Because Sonic Adventure was a Dreamcast launch game, the team strove to demonstrate the console's capabilities with realistic graphics. To achieve a more realistic feel for the environments, the core members of Sonic Team visited temples, jungles, and ancient ruins in Mesoamerican landscapes, including Cancún, Guatemala, and Peru. While Sonic Team members had to draw artwork by hand for games in the past, for Sonic Adventure they were able to use photographs taken during their visits as textures. The greatest influences were the Tikal ruin in Guatemala and Machu Picchu in Peru. The character Tikal was inspired by Peru and took her name from the Guatemalan ruins. The 3D visuals were created using a Voodoo2 graphics chip.

=== Design ===
The levels were designed to feature gameplay similar to the original Genesis games and to take at least five minutes to complete. One of the biggest challenges the Adventure designers faced was transitioning Sonics 2D style to 3D. In the Genesis Sonic games, the player simply had to go right to reach the end of a level, but in Sonic Adventure they could move in every direction. The designers created models for the stages before testing it as the player character, resulting in trial and error. This made Iizuka realize the importance of the game's camera. Some levels, such as the Lost World, were rebuilt dozens of times. Sonic Team split levels into parts to save memory.
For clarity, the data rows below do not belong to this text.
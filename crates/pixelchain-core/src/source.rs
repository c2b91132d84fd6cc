//! The image-source capability: supplies initial buffers, receives edits.

use std::collections::HashMap;
use std::sync::Arc;

use parking_lot::Mutex;

use crate::buffer::PixelBuffer;
use crate::error::SourceError;

/// Which images a source should hand over.
#[derive(Debug, Clone, PartialEq, Eq)]
pub enum SourceQuery {
    /// Images matching a selector string. Interpretation is up to the source.
    Selector(String),
    /// Every image the source holds.
    All,
}

/// One image as supplied by a source.
#[derive(Debug, Clone, PartialEq)]
pub struct SourceImage {
    /// Identifier the source uses for commits.
    pub id: String,
    /// Initial pixel data.
    pub buffer: PixelBuffer,
    /// Size the image is displayed at.
    pub display_width: u32,
    pub display_height: u32,
    /// Intrinsic size of the image.
    pub natural_width: u32,
    pub natural_height: u32,
}

impl SourceImage {
    /// An image displayed at its natural size.
    pub fn new(id: impl Into<String>, buffer: PixelBuffer) -> Self {
        let (width, height) = buffer.dimensions();
        Self {
            id: id.into(),
            buffer,
            display_width: width,
            display_height: height,
            natural_width: width,
            natural_height: height,
        }
    }

    pub fn with_display_size(mut self, width: u32, height: u32) -> Self {
        self.display_width = width;
        self.display_height = height;
        self
    }
}

/// Supplies images to an engine and accepts the edited buffers back.
pub trait ImageSource {
    /// Resolve a query into an ordered list of images.
    fn resolve(&mut self, query: &SourceQuery) -> Result<Vec<SourceImage>, SourceError>;

    /// Accept the current buffer of image `id` after a mutating operation.
    fn commit(&mut self, id: &str, buffer: &PixelBuffer) -> Result<(), SourceError>;
}

impl<S: ImageSource> ImageSource for Arc<Mutex<S>> {
    fn resolve(&mut self, query: &SourceQuery) -> Result<Vec<SourceImage>, SourceError> {
        self.lock().resolve(query)
    }

    fn commit(&mut self, id: &str, buffer: &PixelBuffer) -> Result<(), SourceError> {
        self.lock().commit(id, buffer)
    }
}

/// Whether a selector names a remote resource.
pub fn is_url(selector: &str) -> bool {
    selector.starts_with("http://") || selector.starts_with("https://")
}

/// Ordered in-memory image source.
///
/// Selectors are `*` for everything, `prefix*` for an id prefix, or an exact
/// id. URL selectors are rejected.
#[derive(Debug, Clone, Default)]
pub struct MemorySource {
    images: Vec<SourceImage>,
    committed: HashMap<String, PixelBuffer>,
    commit_count: usize,
}

impl MemorySource {
    pub fn new() -> Self {
        Self::default()
    }

    /// Append an image; insertion order is preserved.
    pub fn insert(&mut self, image: SourceImage) {
        self.images.push(image);
    }

    pub fn with_image(mut self, image: SourceImage) -> Self {
        self.insert(image);
        self
    }

    pub fn len(&self) -> usize {
        self.images.len()
    }

    pub fn is_empty(&self) -> bool {
        self.images.is_empty()
    }

    /// Last buffer committed for `id`.
    pub fn committed(&self, id: &str) -> Option<&PixelBuffer> {
        self.committed.get(id)
    }

    /// Total commits received.
    pub fn commit_count(&self) -> usize {
        self.commit_count
    }
}

impl ImageSource for MemorySource {
    fn resolve(&mut self, query: &SourceQuery) -> Result<Vec<SourceImage>, SourceError> {
        let selector = match query {
            SourceQuery::All => return Ok(self.images.clone()),
            SourceQuery::Selector(selector) => selector.trim(),
        };

        if is_url(selector) {
            return Err(SourceError::UnsupportedUrl(selector.to_string()));
        }

        let selected = |id: &str| match selector.strip_suffix('*') {
            Some(prefix) => id.starts_with(prefix),
            None => id == selector,
        };

        Ok(self
            .images
            .iter()
            .filter(|image| selected(&image.id))
            .cloned()
            .collect())
    }

    fn commit(&mut self, id: &str, buffer: &PixelBuffer) -> Result<(), SourceError> {
        self.committed.insert(id.to_string(), buffer.clone());
        self.commit_count += 1;
        Ok(())
    }
}

#[cfg(test)]
mod tests {
    use super::*;

    fn source() -> MemorySource {
        MemorySource::new()
            .with_image(SourceImage::new("hero", PixelBuffer::transparent(2, 2)))
            .with_image(SourceImage::new("thumb-1", PixelBuffer::transparent(1, 1)))
            .with_image(SourceImage::new("thumb-2", PixelBuffer::transparent(1, 1)))
    }

    fn ids(images: &[SourceImage]) -> Vec<&str> {
        images.iter().map(|image| image.id.as_str()).collect()
    }

    #[test]
    fn test_resolve_all_keeps_order() {
        let images = source().resolve(&SourceQuery::All).unwrap();
        assert_eq!(ids(&images), vec!["hero", "thumb-1", "thumb-2"]);
    }

    #[test]
    fn test_resolve_selectors() {
        let mut src = source();
        let star = src.resolve(&SourceQuery::Selector("*".into())).unwrap();
        assert_eq!(star.len(), 3);
        let prefix = src.resolve(&SourceQuery::Selector("thumb*".into())).unwrap();
        assert_eq!(ids(&prefix), vec!["thumb-1", "thumb-2"]);
        let exact = src.resolve(&SourceQuery::Selector("hero".into())).unwrap();
        assert_eq!(ids(&exact), vec!["hero"]);
        let none = src.resolve(&SourceQuery::Selector("missing".into())).unwrap();
        assert!(none.is_empty());
    }

    #[test]
    fn test_resolve_rejects_urls() {
        let err = source()
            .resolve(&SourceQuery::Selector("https://example.com/a.png".into()))
            .unwrap_err();
        assert!(matches!(err, SourceError::UnsupportedUrl(_)));
    }

    #[test]
    fn test_commit_records_latest_buffer() {
        let mut src = source();
        src.commit("hero", &PixelBuffer::filled(1, 1, [1, 2, 3, 4])).unwrap();
        src.commit("hero", &PixelBuffer::filled(1, 1, [5, 6, 7, 8])).unwrap();
        assert_eq!(src.commit_count(), 2);
        assert_eq!(src.committed("hero").and_then(|b| b.pixel(0, 0)), Some([5, 6, 7, 8]));
        assert!(src.committed("thumb-1").is_none());
    }

    #[test]
    fn test_shared_source_forwards() {
        let shared = Arc::new(Mutex::new(source()));
        let mut handle = Arc::clone(&shared);
        handle.commit("thumb-2", &PixelBuffer::transparent(1, 1)).unwrap();
        assert_eq!(shared.lock().commit_count(), 1);
    }
}
//! Geometric placement: rectangles, affine placements, and rasterizers.

pub mod placement;
pub mod rasterizer;
pub mod rect;

pub use rasterizer::{CpuRasterizer, Rasterizer};
pub use rect::Rect;
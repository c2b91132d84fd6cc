//! Engine configuration.

use serde::{Deserialize, Serialize};

use crate::error::EngineError;

/// How the engine treats malformed operation arguments.
#[derive(Debug, Clone, Copy, Default, PartialEq, Eq, Serialize, Deserialize)]
#[serde(rename_all = "snake_case")]
pub enum ValidationPolicy {
    /// Skip the offending step, log it, and keep the chain going.
    #[default]
    Permissive,
    /// Stop at the first malformed step and report it.
    Strict,
}

/// Resampling filter used by the CPU rasterizer.
#[derive(Debug, Clone, Copy, Default, PartialEq, Eq, Serialize, Deserialize)]
#[serde(rename_all = "snake_case")]
pub enum Interpolation {
    /// Nearest source pixel to the destination pixel center.
    #[default]
    Nearest,
    /// Weighted average of the four surrounding source pixels.
    Bilinear,
}

/// How a swap match filter treats a channel set to zero.
#[derive(Debug, Clone, Copy, Default, PartialEq, Eq, Serialize, Deserialize)]
#[serde(rename_all = "snake_case")]
pub enum SwapMatching {
    /// A zero channel matches any value, same as an absent one.
    #[default]
    Legacy,
    /// A zero channel only matches a zero sample.
    Exact,
}

/// Runtime configuration for an [`Engine`](crate::engine::Engine).
#[derive(Debug, Clone, PartialEq, Serialize, Deserialize)]
#[serde(default)]
pub struct EngineConfig {
    /// Treatment of malformed arguments.
    pub policy: ValidationPolicy,
    /// Resampling filter for geometric operations.
    pub interpolation: Interpolation,
    /// RGBA value written where a geometric operation has no source pixel.
    pub fill: [u8; 4],
    /// Zero handling in swap match filters.
    pub swap_matching: SwapMatching,
    /// Run color operations on the rayon pool. Needs the `parallel` feature.
    pub parallel: bool,
}

impl Default for EngineConfig {
    fn default() -> Self {
        Self {
            policy: ValidationPolicy::Permissive,
            interpolation: Interpolation::Nearest,
            fill: [0, 0, 0, 0],
            swap_matching: SwapMatching::Legacy,
            parallel: false,
        }
    }
}

impl EngineConfig {
    /// Parse a JSON document. Missing fields keep their defaults.
    pub fn from_json(json: &str) -> Result<Self, EngineError> {
        Ok(serde_json::from_str(json)?)
    }

    /// Defaults overridden by `PIXELCHAIN_*` environment variables.
    ///
    /// Unrecognised values are ignored.
    pub fn from_env() -> Self {
        let mut config = Self::default();
        if let Some(policy) = env_enum("PIXELCHAIN_POLICY") {
            config.policy = policy;
        }
        if let Some(interpolation) = env_enum("PIXELCHAIN_INTERPOLATION") {
            config.interpolation = interpolation;
        }
        if let Some(matching) = env_enum("PIXELCHAIN_SWAP_MATCHING") {
            config.swap_matching = matching;
        }
        if let Some(parallel) = std::env::var("PIXELCHAIN_PARALLEL")
            .ok()
            .and_then(|s| s.parse().ok())
        {
            config.parallel = parallel;
        }
        config
    }

    pub fn with_policy(mut self, policy: ValidationPolicy) -> Self {
        self.policy = policy;
        self
    }

    pub fn with_interpolation(mut self, interpolation: Interpolation) -> Self {
        self.interpolation = interpolation;
        self
    }

    pub fn with_fill(mut self, fill: [u8; 4]) -> Self {
        self.fill = fill;
        self
    }

    pub fn with_swap_matching(mut self, swap_matching: SwapMatching) -> Self {
        self.swap_matching = swap_matching;
        self
    }

    pub fn with_parallel(mut self, parallel: bool) -> Self {
        self.parallel = parallel;
        self
    }
}

/// Read a snake_case enum variant from an environment variable.
fn env_enum<T: serde::de::DeserializeOwned>(key: &str) -> Option<T> {
    let raw = std::env::var(key).ok()?;
    serde_json::from_value(serde_json::Value::String(raw.trim().to_ascii_lowercase())).ok()
}

#[cfg(test)]
mod tests {
    use super::*;

    #[test]
    fn test_default_is_permissive_nearest_transparent() {
        let config = EngineConfig::default();
        assert_eq!(config.policy, ValidationPolicy::Permissive);
        assert_eq!(config.interpolation, Interpolation::Nearest);
        assert_eq!(config.fill, [0, 0, 0, 0]);
        assert_eq!(config.swap_matching, SwapMatching::Legacy);
        assert!(!config.parallel);
    }

    #[test]
    fn test_from_json_partial_document() {
        let json = r#"{ "policy": "strict", "fill": [255, 255, 255, 255] }"#;
        let config = EngineConfig::from_json(json).unwrap();
        assert_eq!(config.policy, ValidationPolicy::Strict);
        assert_eq!(config.fill, [255, 255, 255, 255]);
        assert_eq!(config.interpolation, Interpolation::Nearest);
    }

    #[test]
    fn test_from_json_rejects_unknown_variant() {
        let err = EngineConfig::from_json(r#"{ "interpolation": "bicubic" }"#).unwrap_err();
        assert!(matches!(err, EngineError::Json(_)));
    }

    #[test]
    #[allow(unsafe_code)]
    fn test_from_env_overrides_defaults() {
        const KEYS: [&str; 4] = [
            "PIXELCHAIN_POLICY",
            "PIXELCHAIN_INTERPOLATION",
            "PIXELCHAIN_SWAP_MATCHING",
            "PIXELCHAIN_PARALLEL",
        ];
        // SAFETY: no other test in this crate reads or writes these variables.
        unsafe {
            std::env::set_var("PIXELCHAIN_POLICY", "Strict");
            std::env::set_var("PIXELCHAIN_INTERPOLATION", "cubic");
            std::env::set_var("PIXELCHAIN_SWAP_MATCHING", " exact ");
            std::env::set_var("PIXELCHAIN_PARALLEL", "true");
        }
        let config = EngineConfig::from_env();
        unsafe {
            for key in KEYS {
                std::env::remove_var(key);
            }
        }

        assert_eq!(config.policy, ValidationPolicy::Strict);
        assert_eq!(config.interpolation, Interpolation::Nearest);
        assert_eq!(config.swap_matching, SwapMatching::Exact);
        assert!(config.parallel);
        assert_eq!(config.fill, [0, 0, 0, 0]);
    }

    #[test]
    fn test_serde_roundtrip_keeps_all_fields() {
        let config = EngineConfig::default()
            .with_interpolation(Interpolation::Bilinear)
            .with_swap_matching(SwapMatching::Exact);
        let json = serde_json::to_string(&config).unwrap();
        assert_eq!(EngineConfig::from_json(&json).unwrap(), config);
    }
}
One particular difficulty was defeating enemies; in the 2D games, enemies were beaten simply by jumping on them, but this was harder to achieve in a 3D game. Therefore, Sonic was given the ability to target enemies in mid-air.

Iizuka said the cinematic sequences were conceived to take advantage of the environments, "giving the player an element of discovery in addition to the platforming". The team also wanted to add elements unexpected in a platform game; for example, the level in which Tails sandboards was inspired by a group of sandboarders in Ica, Peru. Some levels reference past Sega games, such as Ice Cap (1994's Sonic the Hedgehog 3) and the Tornado levels (1995's Panzer Dragoon). When seeing the completed level designs, Iizuka and Naka decided to repurpose them for other player characters. Iizuka said they felt it would be "a waste if Sonic just quickly ran through the levels that we spent so much time creating". After Sonic, the first characters added were Tails and Knuckles; Tails's stages turned portions of Sonic's levels into races, while Knuckles's treasure-hunting missions were designed to contrast with the others' straightforward ones. Sonic Adventure was the first time Amy was playable in a Sonic platformer, and Iizuka aimed to use her to add tension, such as hiding from pursuers, that Sonic's gameplay could not offer.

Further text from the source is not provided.